_Exercise instructions:_ Report how many lines in the records carry the string "push", and give no further text.

··· Data for this exercise ···

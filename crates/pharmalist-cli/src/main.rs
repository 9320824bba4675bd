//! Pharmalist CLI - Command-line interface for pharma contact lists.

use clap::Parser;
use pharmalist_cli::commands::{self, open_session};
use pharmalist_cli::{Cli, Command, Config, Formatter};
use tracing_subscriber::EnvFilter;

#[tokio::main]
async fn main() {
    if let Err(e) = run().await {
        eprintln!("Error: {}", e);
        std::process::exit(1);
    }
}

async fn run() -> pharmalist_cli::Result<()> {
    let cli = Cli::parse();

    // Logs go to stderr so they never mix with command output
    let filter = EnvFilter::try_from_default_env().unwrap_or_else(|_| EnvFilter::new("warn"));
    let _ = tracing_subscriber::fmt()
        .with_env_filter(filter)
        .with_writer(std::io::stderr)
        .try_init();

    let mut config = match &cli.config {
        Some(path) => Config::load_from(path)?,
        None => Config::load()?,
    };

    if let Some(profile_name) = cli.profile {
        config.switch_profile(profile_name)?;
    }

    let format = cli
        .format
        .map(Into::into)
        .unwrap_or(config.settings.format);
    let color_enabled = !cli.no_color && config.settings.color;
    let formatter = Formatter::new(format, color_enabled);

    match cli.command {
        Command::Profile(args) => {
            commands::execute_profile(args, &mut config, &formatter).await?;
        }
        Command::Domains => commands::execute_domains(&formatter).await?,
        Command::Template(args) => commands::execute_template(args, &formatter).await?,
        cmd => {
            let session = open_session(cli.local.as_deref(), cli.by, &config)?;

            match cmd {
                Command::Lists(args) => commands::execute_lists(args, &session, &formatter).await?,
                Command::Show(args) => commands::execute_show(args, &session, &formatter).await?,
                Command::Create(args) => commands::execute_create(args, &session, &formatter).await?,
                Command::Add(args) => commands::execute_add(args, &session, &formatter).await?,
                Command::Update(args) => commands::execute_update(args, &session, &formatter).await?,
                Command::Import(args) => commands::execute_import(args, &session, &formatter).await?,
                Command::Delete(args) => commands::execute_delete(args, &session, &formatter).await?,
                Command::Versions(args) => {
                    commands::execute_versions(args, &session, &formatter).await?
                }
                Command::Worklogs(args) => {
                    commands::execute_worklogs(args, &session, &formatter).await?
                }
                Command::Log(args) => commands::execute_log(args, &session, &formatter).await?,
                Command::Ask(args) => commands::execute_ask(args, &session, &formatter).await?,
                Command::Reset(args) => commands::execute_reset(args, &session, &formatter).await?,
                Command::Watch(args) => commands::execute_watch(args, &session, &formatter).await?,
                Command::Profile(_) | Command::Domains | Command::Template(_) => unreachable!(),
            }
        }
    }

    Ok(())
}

···
··· Data for this exercise ···

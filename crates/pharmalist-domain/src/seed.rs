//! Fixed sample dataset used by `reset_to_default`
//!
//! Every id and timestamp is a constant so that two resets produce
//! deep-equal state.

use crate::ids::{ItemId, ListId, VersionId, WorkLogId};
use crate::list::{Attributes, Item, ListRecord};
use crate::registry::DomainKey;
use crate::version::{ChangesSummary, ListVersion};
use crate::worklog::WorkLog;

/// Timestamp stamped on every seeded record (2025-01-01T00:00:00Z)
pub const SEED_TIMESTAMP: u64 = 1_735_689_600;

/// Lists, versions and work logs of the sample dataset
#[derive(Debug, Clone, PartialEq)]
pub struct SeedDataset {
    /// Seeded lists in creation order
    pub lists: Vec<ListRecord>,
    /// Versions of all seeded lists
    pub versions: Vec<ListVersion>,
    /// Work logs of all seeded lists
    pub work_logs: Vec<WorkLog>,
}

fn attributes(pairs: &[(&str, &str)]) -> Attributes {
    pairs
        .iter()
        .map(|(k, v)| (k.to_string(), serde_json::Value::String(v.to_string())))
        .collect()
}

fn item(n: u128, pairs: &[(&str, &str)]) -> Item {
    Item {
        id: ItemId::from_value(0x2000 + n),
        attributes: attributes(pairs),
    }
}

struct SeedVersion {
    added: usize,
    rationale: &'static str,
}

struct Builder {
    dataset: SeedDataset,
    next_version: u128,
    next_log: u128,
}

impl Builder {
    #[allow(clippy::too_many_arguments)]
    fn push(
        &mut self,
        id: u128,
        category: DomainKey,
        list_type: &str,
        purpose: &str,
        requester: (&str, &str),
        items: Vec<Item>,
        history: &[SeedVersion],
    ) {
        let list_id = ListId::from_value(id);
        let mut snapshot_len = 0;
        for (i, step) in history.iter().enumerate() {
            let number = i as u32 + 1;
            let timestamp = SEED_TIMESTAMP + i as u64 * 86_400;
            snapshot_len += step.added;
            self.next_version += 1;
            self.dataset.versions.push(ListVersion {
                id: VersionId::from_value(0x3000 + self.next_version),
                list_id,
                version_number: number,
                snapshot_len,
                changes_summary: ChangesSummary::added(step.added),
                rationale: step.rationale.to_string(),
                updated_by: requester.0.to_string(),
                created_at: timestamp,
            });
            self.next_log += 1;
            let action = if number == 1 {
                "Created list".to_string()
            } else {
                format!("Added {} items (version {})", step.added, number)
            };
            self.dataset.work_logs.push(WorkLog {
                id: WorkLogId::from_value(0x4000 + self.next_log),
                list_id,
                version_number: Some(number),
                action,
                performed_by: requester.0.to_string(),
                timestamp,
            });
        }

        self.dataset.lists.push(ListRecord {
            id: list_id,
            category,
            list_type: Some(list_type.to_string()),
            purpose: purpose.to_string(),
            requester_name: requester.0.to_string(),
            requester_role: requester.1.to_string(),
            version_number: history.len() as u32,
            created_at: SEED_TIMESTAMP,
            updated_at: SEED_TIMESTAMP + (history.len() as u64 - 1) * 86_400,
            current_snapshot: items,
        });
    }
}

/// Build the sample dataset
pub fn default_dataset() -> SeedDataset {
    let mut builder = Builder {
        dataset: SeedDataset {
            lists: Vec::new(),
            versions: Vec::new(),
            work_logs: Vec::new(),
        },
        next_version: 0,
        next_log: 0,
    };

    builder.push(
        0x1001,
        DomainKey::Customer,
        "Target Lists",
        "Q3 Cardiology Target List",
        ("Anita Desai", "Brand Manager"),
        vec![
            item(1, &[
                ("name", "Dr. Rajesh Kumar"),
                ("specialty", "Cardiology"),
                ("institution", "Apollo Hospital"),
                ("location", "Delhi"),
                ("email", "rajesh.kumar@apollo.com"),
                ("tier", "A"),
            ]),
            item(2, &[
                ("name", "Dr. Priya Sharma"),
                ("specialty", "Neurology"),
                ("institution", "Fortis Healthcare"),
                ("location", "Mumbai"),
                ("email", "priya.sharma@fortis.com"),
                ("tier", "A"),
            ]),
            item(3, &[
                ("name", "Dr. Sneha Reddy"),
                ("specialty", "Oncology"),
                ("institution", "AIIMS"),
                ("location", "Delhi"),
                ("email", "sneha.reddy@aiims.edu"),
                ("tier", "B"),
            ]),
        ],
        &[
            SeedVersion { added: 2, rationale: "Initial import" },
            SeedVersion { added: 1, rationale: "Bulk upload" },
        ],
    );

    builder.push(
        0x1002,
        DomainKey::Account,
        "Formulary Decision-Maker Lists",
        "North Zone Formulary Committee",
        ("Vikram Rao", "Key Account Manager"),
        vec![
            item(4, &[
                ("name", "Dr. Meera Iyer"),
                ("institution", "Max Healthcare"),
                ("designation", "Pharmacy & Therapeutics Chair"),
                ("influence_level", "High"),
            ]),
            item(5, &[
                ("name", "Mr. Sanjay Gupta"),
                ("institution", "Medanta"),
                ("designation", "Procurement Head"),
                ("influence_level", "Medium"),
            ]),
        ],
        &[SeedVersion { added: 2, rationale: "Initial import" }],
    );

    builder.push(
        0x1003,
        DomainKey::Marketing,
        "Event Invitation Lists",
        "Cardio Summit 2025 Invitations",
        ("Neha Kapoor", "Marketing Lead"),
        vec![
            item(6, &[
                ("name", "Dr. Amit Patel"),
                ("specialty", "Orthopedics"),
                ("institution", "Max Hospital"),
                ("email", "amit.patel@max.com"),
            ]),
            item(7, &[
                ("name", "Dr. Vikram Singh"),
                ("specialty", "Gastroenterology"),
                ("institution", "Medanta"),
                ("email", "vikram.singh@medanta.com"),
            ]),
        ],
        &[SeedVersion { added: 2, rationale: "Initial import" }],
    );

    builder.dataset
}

···
··· Data for this exercise ···

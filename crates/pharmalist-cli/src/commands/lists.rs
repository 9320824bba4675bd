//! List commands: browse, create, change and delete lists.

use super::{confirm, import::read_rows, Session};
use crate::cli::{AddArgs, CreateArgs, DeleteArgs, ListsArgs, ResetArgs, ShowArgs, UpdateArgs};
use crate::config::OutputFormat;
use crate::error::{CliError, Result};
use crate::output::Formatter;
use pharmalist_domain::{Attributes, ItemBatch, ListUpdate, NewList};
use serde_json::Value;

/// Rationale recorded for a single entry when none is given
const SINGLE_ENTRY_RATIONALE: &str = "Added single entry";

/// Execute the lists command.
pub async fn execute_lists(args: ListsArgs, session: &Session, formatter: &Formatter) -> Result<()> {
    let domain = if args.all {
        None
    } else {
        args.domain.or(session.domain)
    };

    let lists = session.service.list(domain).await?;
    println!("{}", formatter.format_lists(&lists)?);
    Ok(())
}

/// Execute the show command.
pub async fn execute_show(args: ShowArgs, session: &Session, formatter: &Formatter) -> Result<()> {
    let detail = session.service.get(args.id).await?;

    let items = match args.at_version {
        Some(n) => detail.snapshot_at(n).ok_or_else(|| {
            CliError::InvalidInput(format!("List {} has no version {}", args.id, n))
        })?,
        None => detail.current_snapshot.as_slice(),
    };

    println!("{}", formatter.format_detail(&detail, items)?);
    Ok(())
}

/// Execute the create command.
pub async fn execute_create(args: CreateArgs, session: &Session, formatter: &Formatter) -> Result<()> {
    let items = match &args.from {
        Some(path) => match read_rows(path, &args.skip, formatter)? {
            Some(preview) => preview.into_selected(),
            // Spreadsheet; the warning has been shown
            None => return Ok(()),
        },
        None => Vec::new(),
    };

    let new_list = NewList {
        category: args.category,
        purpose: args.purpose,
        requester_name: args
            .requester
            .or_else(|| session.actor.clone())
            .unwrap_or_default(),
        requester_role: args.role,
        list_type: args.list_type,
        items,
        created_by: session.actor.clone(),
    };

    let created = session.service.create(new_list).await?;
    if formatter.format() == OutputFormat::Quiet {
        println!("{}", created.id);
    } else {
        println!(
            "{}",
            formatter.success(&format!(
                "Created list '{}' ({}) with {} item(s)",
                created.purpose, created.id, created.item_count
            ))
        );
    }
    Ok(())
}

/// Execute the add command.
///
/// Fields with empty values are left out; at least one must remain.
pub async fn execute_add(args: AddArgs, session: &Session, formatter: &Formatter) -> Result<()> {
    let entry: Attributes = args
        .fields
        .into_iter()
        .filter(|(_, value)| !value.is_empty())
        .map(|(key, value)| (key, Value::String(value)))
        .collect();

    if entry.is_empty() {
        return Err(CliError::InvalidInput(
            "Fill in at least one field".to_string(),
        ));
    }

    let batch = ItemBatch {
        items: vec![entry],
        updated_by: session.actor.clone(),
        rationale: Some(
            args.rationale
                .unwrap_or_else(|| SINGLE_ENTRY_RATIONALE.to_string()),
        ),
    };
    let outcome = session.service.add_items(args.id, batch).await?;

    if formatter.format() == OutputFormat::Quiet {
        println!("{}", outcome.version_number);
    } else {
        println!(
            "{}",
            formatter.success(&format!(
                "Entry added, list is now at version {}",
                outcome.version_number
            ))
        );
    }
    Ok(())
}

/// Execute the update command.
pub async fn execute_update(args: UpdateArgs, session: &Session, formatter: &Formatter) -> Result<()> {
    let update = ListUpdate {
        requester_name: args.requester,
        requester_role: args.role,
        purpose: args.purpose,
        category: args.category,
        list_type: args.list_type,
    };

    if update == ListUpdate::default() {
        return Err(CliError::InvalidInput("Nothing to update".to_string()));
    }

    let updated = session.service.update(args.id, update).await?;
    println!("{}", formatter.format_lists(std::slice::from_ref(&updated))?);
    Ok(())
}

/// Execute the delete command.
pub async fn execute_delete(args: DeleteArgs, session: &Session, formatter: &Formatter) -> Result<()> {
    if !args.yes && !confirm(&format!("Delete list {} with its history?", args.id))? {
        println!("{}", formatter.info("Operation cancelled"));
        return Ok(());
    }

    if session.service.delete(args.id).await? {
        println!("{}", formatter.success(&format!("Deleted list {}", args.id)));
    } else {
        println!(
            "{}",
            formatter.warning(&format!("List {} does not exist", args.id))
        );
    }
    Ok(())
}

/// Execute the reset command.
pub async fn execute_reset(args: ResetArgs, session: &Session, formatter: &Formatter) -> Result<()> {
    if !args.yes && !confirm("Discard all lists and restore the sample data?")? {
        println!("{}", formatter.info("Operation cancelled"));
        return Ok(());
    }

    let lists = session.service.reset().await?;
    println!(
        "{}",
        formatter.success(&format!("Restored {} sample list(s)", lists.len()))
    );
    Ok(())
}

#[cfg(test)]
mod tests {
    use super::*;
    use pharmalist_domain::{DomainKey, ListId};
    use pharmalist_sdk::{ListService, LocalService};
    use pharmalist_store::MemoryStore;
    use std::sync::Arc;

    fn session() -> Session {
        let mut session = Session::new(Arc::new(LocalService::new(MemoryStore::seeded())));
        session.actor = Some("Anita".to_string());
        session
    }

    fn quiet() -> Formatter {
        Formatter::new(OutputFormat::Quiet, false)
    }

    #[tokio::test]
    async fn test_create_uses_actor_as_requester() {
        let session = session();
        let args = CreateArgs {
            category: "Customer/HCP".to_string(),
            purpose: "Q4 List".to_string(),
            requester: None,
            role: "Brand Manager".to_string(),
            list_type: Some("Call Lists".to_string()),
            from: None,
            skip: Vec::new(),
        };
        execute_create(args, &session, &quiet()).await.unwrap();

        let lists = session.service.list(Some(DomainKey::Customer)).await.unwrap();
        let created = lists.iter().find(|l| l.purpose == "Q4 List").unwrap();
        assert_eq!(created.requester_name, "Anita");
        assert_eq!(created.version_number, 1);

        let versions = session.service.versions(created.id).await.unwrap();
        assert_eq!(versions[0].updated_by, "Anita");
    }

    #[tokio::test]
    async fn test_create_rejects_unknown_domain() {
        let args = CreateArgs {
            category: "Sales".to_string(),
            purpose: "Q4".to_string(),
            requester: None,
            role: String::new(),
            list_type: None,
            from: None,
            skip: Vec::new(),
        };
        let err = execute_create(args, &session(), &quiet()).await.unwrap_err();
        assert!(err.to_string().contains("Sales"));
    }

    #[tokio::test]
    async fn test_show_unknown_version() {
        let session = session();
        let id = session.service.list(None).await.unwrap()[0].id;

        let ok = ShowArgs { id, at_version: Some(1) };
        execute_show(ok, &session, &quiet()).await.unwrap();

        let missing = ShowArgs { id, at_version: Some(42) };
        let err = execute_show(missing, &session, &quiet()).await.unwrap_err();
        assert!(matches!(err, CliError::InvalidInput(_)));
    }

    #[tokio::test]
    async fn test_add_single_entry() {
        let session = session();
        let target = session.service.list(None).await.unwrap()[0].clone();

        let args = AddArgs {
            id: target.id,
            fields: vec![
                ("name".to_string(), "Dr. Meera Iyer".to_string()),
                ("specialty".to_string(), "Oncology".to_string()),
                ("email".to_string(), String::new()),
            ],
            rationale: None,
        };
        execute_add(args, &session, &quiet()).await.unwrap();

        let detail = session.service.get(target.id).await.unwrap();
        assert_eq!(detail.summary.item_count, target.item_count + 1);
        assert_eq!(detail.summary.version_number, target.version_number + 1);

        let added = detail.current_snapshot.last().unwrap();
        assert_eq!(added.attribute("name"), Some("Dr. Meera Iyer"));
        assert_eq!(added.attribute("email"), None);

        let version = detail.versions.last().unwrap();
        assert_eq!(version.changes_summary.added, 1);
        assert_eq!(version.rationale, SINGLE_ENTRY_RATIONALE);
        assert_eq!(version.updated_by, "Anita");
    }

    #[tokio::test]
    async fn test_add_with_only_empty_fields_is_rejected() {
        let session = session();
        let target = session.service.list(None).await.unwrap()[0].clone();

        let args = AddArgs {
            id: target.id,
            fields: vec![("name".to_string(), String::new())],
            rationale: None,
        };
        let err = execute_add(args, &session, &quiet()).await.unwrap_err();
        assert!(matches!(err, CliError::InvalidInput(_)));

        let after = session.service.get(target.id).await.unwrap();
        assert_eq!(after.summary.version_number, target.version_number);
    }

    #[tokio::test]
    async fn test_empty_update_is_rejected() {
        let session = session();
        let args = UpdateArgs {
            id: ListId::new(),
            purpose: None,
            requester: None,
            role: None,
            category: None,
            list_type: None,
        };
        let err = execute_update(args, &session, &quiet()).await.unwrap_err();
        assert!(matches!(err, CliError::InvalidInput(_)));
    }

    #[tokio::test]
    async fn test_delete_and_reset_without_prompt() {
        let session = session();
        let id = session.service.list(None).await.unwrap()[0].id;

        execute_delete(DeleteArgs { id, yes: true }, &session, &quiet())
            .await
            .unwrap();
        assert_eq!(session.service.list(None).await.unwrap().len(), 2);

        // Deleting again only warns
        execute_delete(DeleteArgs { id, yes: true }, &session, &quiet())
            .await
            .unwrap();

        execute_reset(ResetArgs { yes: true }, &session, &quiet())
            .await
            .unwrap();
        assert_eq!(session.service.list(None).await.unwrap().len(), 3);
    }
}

···

_Solution:_ 7